The value of regulated river otter trapping as an outdoor activity and tradition is difficult to
quantify. For most trappers, there is no single motive driving their participation. Recreation,
challenge, outdoor experience, and similarly-phrased reasons are identified as primary
motivators (Bailey 1981, Boddicker 1981, Marshall 1981, Samuel and Bammel 1981). Income
from trapping is less important to trappers, but fur values profoundly affect trapper numbers,
trapping effort, and harvest for most furbearer species (Erickson and Sampson 1978, Erickson
1981).

Over the years, otter pelts have been and continue to be widely used in the garment industry. Use
of otter pelts varies from natural long hair to sheared and dyed garments (Ethier 2003). When
plucked, otter pelts are never sheared (Schipper 1987). Fashions are unpredictable, but drive the
world demand for pelts. World markets for otter pelts frequently fluctuate and correspondingly
change the price paid for pelts at local markets. Proper pelt handling and preparation as well as
pelt primeness, size, and characteristics determine prices paid.

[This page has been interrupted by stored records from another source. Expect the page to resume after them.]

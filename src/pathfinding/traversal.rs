//! Straight-line traversal costs for agents with extended shapes
//!
//! The evaluator slides the agent's shape from one cell to another and checks its grid
//! footprint wherever the footprint can change, so a move is only accepted when every cell
//! the shape passes over is inside the grid and passable.

use crate::collision::ShapeGeometry;
use crate::components::Agent;
use crate::pathfinding::TraversalConfig;
use crate::pathfinding::grid_adapter::GridAdapter;
use crate::pathfinding::overlay::{NoOverlay, OverlayKind, OverlaySink};
use bevy::prelude::*;

/// Computes heuristic and actual move costs between grid cells
#[derive(Debug, Clone, Default)]
pub struct TraversalEvaluator {
    pub config: TraversalConfig,
}

impl TraversalEvaluator {
    pub fn new(config: TraversalConfig) -> Self {
        Self { config }
    }

    /// Straight-line distance between `start` and `end`; never exceeds the actual cost
    pub fn heuristic_cost<G: GridAdapter + ?Sized>(
        &self,
        _grid: &G,
        _agent: &Agent,
        start: IVec2,
        end: IVec2,
    ) -> f32 {
        (end - start).as_vec2().length()
    }

    /// Cost of moving the agent in a straight line from `start` to `end`, or `None` when the
    /// shape would leave the grid or touch an impassable tile on the way
    pub fn actual_cost<G: GridAdapter + ?Sized>(
        &self,
        grid: &G,
        agent: &Agent,
        start: IVec2,
        end: IVec2,
    ) -> Option<f32> {
        self.actual_cost_traced(grid, agent, start, end, &mut NoOverlay)
    }

    /// [`TraversalEvaluator::actual_cost`], reporting every sampled position to `overlay`
    pub fn actual_cost_traced<G: GridAdapter + ?Sized>(
        &self,
        grid: &G,
        agent: &Agent,
        start: IVec2,
        end: IVec2,
        overlay: &mut dyn OverlaySink,
    ) -> Option<f32> {
        let origin = start.as_vec2();
        let target = end.as_vec2();
        let offset = target - origin;
        let distance = offset.length();
        let tolerance = self.config.arrival_tolerance.get();

        self.check_sample(grid, agent, origin, overlay)?;

        if distance > tolerance {
            let direction = offset / distance;
            let mut travelled = 0.0;

            while distance - travelled > tolerance {
                let position = origin + direction * travelled;
                let step = self
                    .next_step(agent, position, direction)
                    .min(distance - travelled);

                if self.config.sample_midpoints {
                    let midpoint = origin + direction * (travelled + step * 0.5);
                    self.check_sample(grid, agent, midpoint, overlay)?;
                }

                travelled += step;
                // Arrival is checked at the exact target below
                if distance - travelled > tolerance {
                    self.check_sample(grid, agent, origin + direction * travelled, overlay)?;
                }
            }
        }

        self.check_sample(grid, agent, target, overlay)?;
        Some(distance)
    }

    /// Distance along `direction` until the first shape vertex reaches a grid line
    fn next_step(&self, agent: &Agent, position: Vec2, direction: Vec2) -> f32 {
        let max_step = self.config.max_step.get();
        let min_step = self.config.arrival_tolerance.get();

        agent
            .shape
            .vertices()
            .iter()
            .flat_map(|vertex| {
                let corner = *vertex + position;
                [
                    distance_to_grid_line(corner.x, direction.x),
                    distance_to_grid_line(corner.y, direction.y),
                ]
            })
            .flatten()
            .fold(max_step, f32::min)
            .max(min_step)
    }

    fn check_sample<G: GridAdapter + ?Sized>(
        &self,
        grid: &G,
        agent: &Agent,
        position: Vec2,
        overlay: &mut dyn OverlaySink,
    ) -> Option<()> {
        for cell in agent
            .shape
            .grid_cells_covered_at(position, self.config.strict_footprint)
        {
            if !grid.is_passable(cell) {
                trace!(
                    "Traversal blocked at ({:.3}, {:.3}) by cell ({}, {})",
                    position.x, position.y, cell.x, cell.y
                );
                return None;
            }
        }

        overlay.mark(position, OverlayKind::Sample);
        Some(())
    }
}

/// Distance travelled along a unit direction before `coordinate` reaches the next integer.
///
/// Returns `None` when the direction has no component on this axis.
fn distance_to_grid_line(coordinate: f32, direction: f32) -> Option<f32> {
    if direction == 0.0 {
        return None;
    }

    let along_axis = if direction > 0.0 {
        coordinate.floor() + 1.0 - coordinate
    } else {
        coordinate - (coordinate.ceil() - 1.0)
    };

    Some(along_axis / direction.abs())
}

/// Euclidean distance between two cells using the default evaluator
pub fn heuristic_cost<G: GridAdapter + ?Sized>(
    grid: &G,
    agent: &Agent,
    start: IVec2,
    end: IVec2,
) -> f32 {
    TraversalEvaluator::default().heuristic_cost(grid, agent, start, end)
}

/// Straight-line move cost using the default evaluator; `None` when the move is blocked
pub fn actual_cost<G: GridAdapter + ?Sized>(
    grid: &G,
    agent: &Agent,
    start: IVec2,
    end: IVec2,
) -> Option<f32> {
    TraversalEvaluator::default().actual_cost(grid, agent, start, end)
}

#[cfg(test)]
mod tests {
    use super::*;
    use crate::collision::{Polygon, Shape};
    use crate::map::{Tile, TileGrid};
    use crate::pathfinding::overlay::OverlayLog;
    use rand::{Rng, SeedableRng};
    use rand_pcg::Pcg32;

    fn open_grid(width: u32, height: u32) -> TileGrid {
        TileGrid::filled(width, height, Tile::passable())
    }

    fn grid_with_walls(width: u32, height: u32, walls: &[(i32, i32)]) -> TileGrid {
        let mut grid = open_grid(width, height);
        for &(x, y) in walls {
            assert!(grid.set_tile(IVec2::new(x, y), Tile::impassable()));
        }
        grid
    }

    fn cell(x: i32, y: i32) -> IVec2 {
        IVec2::new(x, y)
    }

    #[test]
    fn test_distance_to_grid_line() {
        assert_eq!(distance_to_grid_line(0.25, 1.0), Some(0.75));
        assert_eq!(distance_to_grid_line(0.25, -1.0), Some(0.25));
        assert_eq!(distance_to_grid_line(2.0, 1.0), Some(1.0));
        assert_eq!(distance_to_grid_line(2.0, -1.0), Some(1.0));
        assert_eq!(distance_to_grid_line(-0.5, 1.0), Some(0.5));
        assert_eq!(distance_to_grid_line(0.5, 0.5), Some(1.0));
        assert_eq!(distance_to_grid_line(0.3, 0.0), None);
    }

    #[test]
    fn test_zero_step_config_is_clamped_and_completes() {
        let config: TraversalConfig =
            toml::from_str("max_step = 0.0\narrival_tolerance = 0.0").unwrap();
        assert_eq!(config.max_step.get(), 0.01);
        assert_eq!(config.arrival_tolerance.get(), 1e-6);

        let evaluator = TraversalEvaluator::new(config);
        let grid = open_grid(3, 1);
        assert_eq!(
            evaluator.actual_cost(&grid, &Agent::default(), cell(0, 0), cell(2, 0)),
            Some(2.0)
        );
    }

    #[test]
    fn test_heuristic_is_euclidean() {
        let grid = open_grid(5, 5);
        let agent = Agent::default();

        assert_eq!(heuristic_cost(&grid, &agent, cell(0, 0), cell(3, 4)), 5.0);
        assert_eq!(heuristic_cost(&grid, &agent, cell(2, 2), cell(2, 2)), 0.0);
    }

    #[test]
    fn test_blocked_center_rejects_diagonal() {
        let grid = grid_with_walls(3, 3, &[(1, 1)]);
        let agent = Agent::default();

        assert_eq!(actual_cost(&grid, &agent, cell(0, 0), cell(2, 2)), None);
    }

    #[test]
    fn test_clear_row_costs_distance() {
        let grid = grid_with_walls(3, 3, &[(1, 1)]);
        let agent = Agent::default();

        assert_eq!(actual_cost(&grid, &agent, cell(0, 0), cell(2, 0)), Some(2.0));
    }

    #[test]
    fn test_zero_length_move() {
        let grid = open_grid(2, 2);
        let agent = Agent::default();
        assert_eq!(actual_cost(&grid, &agent, cell(1, 1), cell(1, 1)), Some(0.0));

        let walled = grid_with_walls(2, 2, &[(1, 1)]);
        assert_eq!(actual_cost(&walled, &agent, cell(1, 1), cell(1, 1)), None);
    }

    #[test]
    fn test_leaving_the_grid_is_unreachable() {
        let grid = open_grid(3, 3);
        let agent = Agent::default();

        assert_eq!(actual_cost(&grid, &agent, cell(0, 0), cell(3, 0)), None);
        assert_eq!(actual_cost(&grid, &agent, cell(-1, 0), cell(1, 0)), None);
    }

    #[test]
    fn test_diagonal_does_not_cut_blocked_corner() {
        // The neighbor rule forbids this diagonal, and so does the swept footprint
        let grid = grid_with_walls(2, 2, &[(1, 0)]);
        let agent = Agent::default();

        assert_eq!(actual_cost(&grid, &agent, cell(0, 0), cell(1, 1)), None);
        assert!(actual_cost(&grid, &agent, cell(0, 1), cell(0, 0)).is_some());
    }

    #[test]
    fn test_shallow_line_catches_intermediate_wall() {
        // A unit square moving from (0, 0) to (4, 1) crosses into row 1 before column 3
        let grid = grid_with_walls(5, 2, &[(2, 1)]);
        let agent = Agent::default();

        assert_eq!(actual_cost(&grid, &agent, cell(0, 0), cell(4, 1)), None);

        let clear = open_grid(5, 2);
        let cost = actual_cost(&clear, &agent, cell(0, 0), cell(4, 1)).unwrap();
        assert!((cost - 17.0_f32.sqrt()).abs() < 1e-5);
    }

    #[test]
    fn test_samples_land_on_grid_lines() {
        let grid = open_grid(3, 1);
        let agent = Agent::default();
        let mut log = OverlayLog::new();

        let cost = TraversalEvaluator::default().actual_cost_traced(
            &grid,
            &agent,
            cell(0, 0),
            cell(2, 0),
            &mut log,
        );
        assert_eq!(cost, Some(2.0));

        let xs: Vec<f32> = log.positions(OverlayKind::Sample).map(|p| p.x).collect();
        assert_eq!(xs, vec![0.0, 0.5, 1.0, 1.5, 2.0]);
    }

    #[test]
    fn test_fractional_vertices_shorten_steps() {
        let grid = open_grid(4, 1);
        let agent = Agent::new(
            Vec2::ZERO,
            Shape::from(Polygon::rectangle(Vec2::new(0.5, 1.0))),
        );
        let evaluator = TraversalEvaluator::new(TraversalConfig {
            sample_midpoints: false,
            ..Default::default()
        });
        let mut log = OverlayLog::new();

        evaluator
            .actual_cost_traced(&grid, &agent, cell(0, 0), cell(2, 0), &mut log)
            .unwrap();

        // The right edge reaches a grid line halfway between the left edge's crossings
        let xs: Vec<f32> = log.positions(OverlayKind::Sample).map(|p| p.x).collect();
        assert_eq!(xs, vec![0.0, 0.5, 1.0, 1.5, 2.0]);
    }

    #[test]
    fn test_large_agent_needs_room() {
        let grid = open_grid(4, 4);
        let agent = Agent::new(
            Vec2::ZERO,
            Shape::from(Polygon::rectangle(Vec2::new(2.0, 2.0))),
        );

        let cost = actual_cost(&grid, &agent, cell(0, 0), cell(2, 2)).unwrap();
        assert!((cost - 8.0_f32.sqrt()).abs() < 1e-5);
        assert_eq!(actual_cost(&grid, &agent, cell(0, 0), cell(3, 3)), None);

        let walled = grid_with_walls(4, 4, &[(3, 0)]);
        assert_eq!(actual_cost(&walled, &agent, cell(0, 0), cell(2, 0)), None);
        assert!(actual_cost(&walled, &agent, cell(0, 2), cell(2, 2)).is_some());
    }

    #[test]
    fn test_vertical_move_has_no_horizontal_steps() {
        let grid = open_grid(1, 4);
        let agent = Agent::default();

        assert_eq!(actual_cost(&grid, &agent, cell(0, 3), cell(0, 0)), Some(3.0));
    }

    #[test]
    fn test_heuristic_is_admissible() {
        let grid = open_grid(8, 8);
        let agent = Agent::default();
        let mut rng = Pcg32::seed_from_u64(42);
        let mut finite = 0;

        for _ in 0..200 {
            let start = cell(rng.gen_range(0..8), rng.gen_range(0..8));
            let end = cell(rng.gen_range(0..8), rng.gen_range(0..8));

            if let Some(actual) = actual_cost(&grid, &agent, start, end) {
                finite += 1;
                assert!(heuristic_cost(&grid, &agent, start, end) <= actual);
            }
        }

        assert_eq!(finite, 200);
    }
}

Due to new technologies in the dressing process and new world markets, otter pelts tend to bring
a higher dollar value now than in the recent past. Northeastern states and Canadian provinces
reported otter pelt prices averaging $60.68 over the past 5 years and $67.82 over the past 10
years (Northeast Furbearer Resources Technical Committee, pers. commun., 2012). River otter
pelts sold for an average of $86.34 at the January 2013 Fur Harvesters Auction in North Bay,
Ontario. Prices are expected to hold at current levels or increase.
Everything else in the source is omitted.